NASA’s Mars Perseverance Rover has many moving parts, including a robotic arm, a drill, a pillar, metal covers, a high-performance antenna, and a navigation system. Unintentional collisions with a rover body or a Martian area during movement may cause irreparable damage. In addition, the SuperCam tool shoots a LIBS laser at the top to form plasma and perform spectroscopy, and we want to prevent the laser from leaking out any part of the rover.
To avoid this, Perseverance monitors incoming movement and laser shooting using its Rover Collision Model aircraft software and automatically stops any activity before a collision occurs. Making a robot arm collision explores Perseverance, projects the next arm into the future, and checks that any time in that movement, it could collide with a rover body. If the predicted direction does not have an unexpected collision, it allows for the first movement. Sometimes the arm needs to be as close as possible to the hardware or touch other parts of the rover body, such as when pulling to replace piercing pieces or a reservoir sample. The rover knows where the target is and allows it to happen. When Perseverance automatically selects a scientific target on the board using AEGIS, it uses the Rover Collision Model to filter any marks that may cause conflict before deciding the SuperCam targeted selection.
Usually, the task team sends instructions to the rover if sol and Perseverance need to protect themselves if some of those tasks do not go as planned. If the piercing machine encountered a minor error, as with Sol 374, the robot arm could be in front of the rover, touching the target. The planned LIBS shooting in pursuit of the same program the following day identified a broken rock that the arm had blocked. This was well avoided as it was intended for the Rover Collision Model on Sol 375.
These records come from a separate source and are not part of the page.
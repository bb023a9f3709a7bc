//! GraphQL HTTP server.

use std::future::Future;

use async_graphql::http::GraphiQLSource;
use async_graphql_axum::{GraphQLRequest, GraphQLResponse};
use axum::{
    Router,
    extract::State,
    response::{Html, IntoResponse},
    routing::{get, post},
};
use tokio::signal;
use tracing::{debug, info};

use crate::config::ServerSettings;

use super::schema::McuSchema;

/// Build the HTTP routes: `POST /graphql`, `GET /graphql` (GraphiQL, when
/// enabled) and `GET /health`.
pub fn router(schema: McuSchema, playground: bool) -> Router {
    let graphql = if playground {
        get(graphiql).post(graphql_handler)
    } else {
        post(graphql_handler)
    };

    Router::new()
        .route("/graphql", graphql)
        .route("/health", get(health_check))
        .with_state(schema)
}

/// Serve until Ctrl+C or SIGTERM.
pub async fn run_server(schema: McuSchema, settings: &ServerSettings) -> std::io::Result<()> {
    serve_with_shutdown(schema, settings, shutdown_signal()).await
}

pub async fn serve_with_shutdown<F>(
    schema: McuSchema,
    settings: &ServerSettings,
    shutdown: F,
) -> std::io::Result<()>
where
    F: Future<Output = ()> + Send + 'static,
{
    let app = router(schema, settings.playground);

    let addr = settings.address();
    let listener = tokio::net::TcpListener::bind(&addr).await?;

    info!(addr = %addr, playground = settings.playground, "GraphQL server listening");

    axum::serve(listener, app)
        .with_graceful_shutdown(shutdown)
        .await?;

    debug!("Server stopped");
    Ok(())
}

async fn graphql_handler(State(schema): State<McuSchema>, req: GraphQLRequest) -> GraphQLResponse {
    schema.execute(req.into_inner()).await.into()
}

async fn graphiql() -> impl IntoResponse {
    Html(GraphiQLSource::build().endpoint("/graphql").finish())
}

async fn health_check() -> &'static str {
    "OK"
}

async fn shutdown_signal() {
    let ctrl_c = async {
        if let Err(e) = signal::ctrl_c().await {
            tracing::error!(error = %e, "Failed to listen for Ctrl+C");
            std::future::pending::<()>().await;
        }
    };

    #[cfg(unix)]
    let terminate = async {
        match signal::unix::signal(signal::unix::SignalKind::terminate()) {
            Ok(mut sig) => {
                sig.recv().await;
            }
            Err(e) => {
                tracing::error!(error = %e, "Failed to install SIGTERM handler");
                std::future::pending::<()>().await;
            }
        }
    };

    #[cfg(not(unix))]
    let terminate = std::future::pending::<()>();

    tokio::select! {
        _ = ctrl_c => {},
        _ = terminate => {},
    }
    info!("Shutdown signal received");
}
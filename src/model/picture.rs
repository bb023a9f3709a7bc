use super::types::{PictureId, PictureKind};
use chrono::NaiveDate;
use serde::Serialize;
use std::sync::Arc;

#[derive(Debug, Clone, PartialEq, Serialize)]
pub struct Movie {
    pub id: PictureId,
    pub title: String,
    pub phase: u8,
    pub release_date: NaiveDate,
}

impl Movie {
    pub fn new(
        id: impl Into<PictureId>,
        title: impl Into<String>,
        phase: u8,
        release_date: NaiveDate,
    ) -> Self {
        Self {
            id: id.into(),
            title: title.into(),
            phase,
            release_date,
        }
    }
}

#[derive(Debug, Clone, PartialEq, Serialize)]
pub struct Episode {
    pub title: String,
    pub episode_number: u16,
    pub release_date: NaiveDate,
}

#[derive(Debug, Clone, PartialEq, Serialize)]
pub struct Season {
    pub season_number: u16,
    pub episodes: Vec<Episode>,
}

#[derive(Debug, Clone, PartialEq, Serialize)]
pub struct TvShow {
    pub id: PictureId,
    pub title: String,
    pub phase: u8,
    pub seasons: Vec<Season>,
}

impl TvShow {
    pub fn new(id: impl Into<PictureId>, title: impl Into<String>, phase: u8) -> Self {
        Self {
            id: id.into(),
            title: title.into(),
            phase,
            seasons: Vec::new(),
        }
    }

    pub fn with_season(mut self, season: Season) -> Self {
        self.seasons.push(season);
        self
    }

    pub fn episode_count(&self) -> usize {
        self.seasons.iter().map(|s| s.episodes.len()).sum()
    }
}

/// A movie or a TV show. The variant is fixed when the record is built;
/// clones share the underlying record.
#[derive(Debug, Clone, PartialEq, Serialize)]
#[serde(tag = "kind", rename_all = "kebab-case")]
pub enum Picture {
    Movie(Arc<Movie>),
    TvShow(Arc<TvShow>),
}

impl Picture {
    pub fn id(&self) -> &PictureId {
        match self {
            Picture::Movie(m) => &m.id,
            Picture::TvShow(t) => &t.id,
        }
    }

    pub fn title(&self) -> &str {
        match self {
            Picture::Movie(m) => &m.title,
            Picture::TvShow(t) => &t.title,
        }
    }

    pub fn phase(&self) -> u8 {
        match self {
            Picture::Movie(m) => m.phase,
            Picture::TvShow(t) => t.phase,
        }
    }

    pub fn is_same(&self, other: &Picture) -> bool {
        match (self, other) {
            (Picture::Movie(a), Picture::Movie(b)) => Arc::ptr_eq(a, b),
            (Picture::TvShow(a), Picture::TvShow(b)) => Arc::ptr_eq(a, b),
            _ => false,
        }
    }

    pub fn kind(&self) -> PictureKind {
        match self {
            Picture::Movie(_) => PictureKind::Movie,
            Picture::TvShow(_) => PictureKind::TvShow,
        }
    }
}

impl From<Movie> for Picture {
    fn from(movie: Movie) -> Self {
        Picture::Movie(Arc::new(movie))
    }
}

impl From<TvShow> for Picture {
    fn from(show: TvShow) -> Self {
        Picture::TvShow(Arc::new(show))
    }
}

#[cfg(test)]
mod tests {
    use super::*;

    fn date(y: i32, m: u32, d: u32) -> NaiveDate {
        NaiveDate::from_ymd_opt(y, m, d).unwrap()
    }

    #[test]
    fn test_kind_follows_variant() {
        let movie: Picture = Movie::new("thor", "Thor", 1, date(2011, 5, 6)).into();
        let show: Picture = TvShow::new("wanda-vision", "WandaVision", 4).into();

        assert_eq!(movie.kind(), PictureKind::Movie);
        assert_eq!(show.kind(), PictureKind::TvShow);
    }

    #[test]
    fn test_empty_show_is_still_a_tv_show() {
        // no seasons does not make it a movie
        let show: Picture = TvShow::new("pilot", "Pilot", 5).into();
        assert_eq!(show.kind(), PictureKind::TvShow);
    }

    #[test]
    fn test_serialized_kind_tag() {
        let show: Picture = TvShow::new("wanda-vision", "WandaVision", 4).into();
        let json = serde_json::to_value(&show).unwrap();
        assert_eq!(json["kind"], "tv-show");
        assert_eq!(json["title"], "WandaVision");
    }
}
Collision testing occurs automatically on the board, and the task team usually does not execute explicit commands. Unless the action fails to assess the conflict during the ground simulation and must be corrected, the task team may not even notice you. The Rover Collision Model was one of the flight software modules I could design and design, so I can’t help but wonder what it does in the background. Since sol 460, it conducted 64,000 collisions on Mars without error; reporting crashes where expected.
We have arrived at Hogwallow Flats. I look forward to seeing the rover look at more collisions with zaps as it conducts an exciting scientific investigation.